DATA UNDER STUDY:
//! WE: greedy efficient allocation priced by a linear program
//!
//! Campaigns are served in order of bid density, all or nothing, from the
//! most expensive goods first. Prices then maximize revenue subject to
//! every served campaign affording its bundle, with a penalized slack
//! allowing a campaign to pay more for a good than for an unexhausted
//! substitute.

use crate::allocation::Allocation;
use crate::campaigns::{Bid, Market, density_order};
use crate::error::Result;
use crate::goods::allocation_order;
use crate::lp::{LinearProgram, LpSolver, Relation};
use tracing::debug;

/// All-or-nothing greedy allocation at reserve prices
///
/// A campaign is served only if the remaining matching supply covers its
/// whole reach, and only if the bundle's reserve cost fits its budget.
/// A rejected bundle is returned to supply before the next campaign.
pub fn greedy_allocation(market: &Market) -> Allocation {
    let goods = market.goods();
    let goods_order = allocation_order(goods);
    let mut supply: Vec<u32> = goods.iter().map(|g| g.supply()).collect();
    let mut allocation = Allocation::new(market);

    for c in density_order(market.campaigns()) {
        let campaign = &market.campaigns()[c];
        let matching: Vec<usize> = goods_order
            .iter()
            .copied()
            .filter(|&g| campaign.wants(&goods[g]))
            .collect();

        let available: u64 = matching.iter().map(|&g| supply[g] as u64).sum();
        if available < campaign.reach() as u64 {
            debug!(campaign = %campaign.id(), available, "not enough supply, skipped");
            continue;
        }

        let mut remaining = campaign.reach();
        let mut cost = 0.0;
        for &g in &matching {
            if remaining == 0 {
                break;
            }
            let take = supply[g].min(remaining);
            if take > 0 {
                allocation.set(c, g, take);
                supply[g] -= take;
                remaining -= take;
                cost += take as f64 * goods[g].reserve_price();
            }
        }

        if cost > campaign.budget() {
            for &g in &matching {
                supply[g] += allocation.at(c, g);
                allocation.set(c, g, 0);
            }
            debug!(campaign = %campaign.id(), cost, "bundle over budget, rolled back");
        }
    }

    allocation
}

/// Revenue-maximizing prices for an allocation, one per catalog good
///
/// Every price is at least its good's reserve.
pub fn pricing<S: LpSolver + ?Sized>(allocation: &Allocation, solver: &S) -> Result<Vec<f64>> {
    let goods = allocation.goods();
    let campaigns = allocation.campaigns();
    let mut lp = LinearProgram::new();

    let prices: Vec<usize> = goods
        .iter()
        .enumerate()
        .map(|(g, good)| {
            lp.add_var(
                allocation.total_for_good(g) as f64,
                good.reserve_price(),
                f64::INFINITY,
            )
        })
        .collect();

    for (c, campaign) in campaigns.iter().enumerate() {
        if allocation.total_for_campaign(c) == 0 {
            continue;
        }

        // Individual rationality: the bundle must be affordable
        let terms = allocation
            .row(c)
            .iter()
            .enumerate()
            .filter(|(_, units)| **units > 0)
            .map(|(g, &units)| (prices[g], units as f64))
            .collect();
        lp.add_constraint(terms, Relation::Le, campaign.budget());

        for (i, &units) in allocation.row(c).iter().enumerate() {
            if units == 0 {
                continue;
            }
            for (k, substitute) in goods.iter().enumerate() {
                let exhausted = allocation.at(c, k) >= substitute.supply();
                if k == i || exhausted || !campaign.wants(substitute) {
                    continue;
                }
                let slack = lp.add_var(-1.0, 0.0, f64::INFINITY);
                lp.add_constraint(
                    vec![(prices[i], 1.0), (prices[k], -1.0), (slack, -1.0)],
                    Relation::Le,
                    0.0,
                );
            }
        }
    }

    let solution = solver.maximize(&lp)?;
    Ok(prices
        .iter()
        .zip(goods)
        .map(|(&var, good)| solution[var].max(good.reserve_price()))
        .collect())
}

/// Bids for every (campaign, good) the WE allocation serves
///
/// A bid offers the LP price and caps spend at the bundle's cost for that
/// good, or at the whole budget when the good is free.
pub fn we_strategy<S: LpSolver + ?Sized>(market: &Market, solver: &S) -> Result<Vec<Bid>> {
    let allocation = greedy_allocation(market);
    let prices = pricing(&allocation, solver)?;

    let mut bids = Vec::new();
    for (c, g, units) in allocation.entries() {
        let campaign = &market.campaigns()[c];
        let price = prices[g];
        let limit = if price > 0.0 {
            units as f64 * price
        } else {
            campaign.budget()
        };
        bids.push(Bid::new(campaign.id(), market.goods()[g].clone(), price, limit)?);
    }
    debug!(bids = bids.len(), "WE bids");
    Ok(bids)
}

YOUR GOAL:
All lines in the listing above that contain "maximize" should be shown.

EXERCISE ANSWER:
//! most expensive goods first. Prices then maximize revenue subject to
    let solution = solver.maximize(&lp)?;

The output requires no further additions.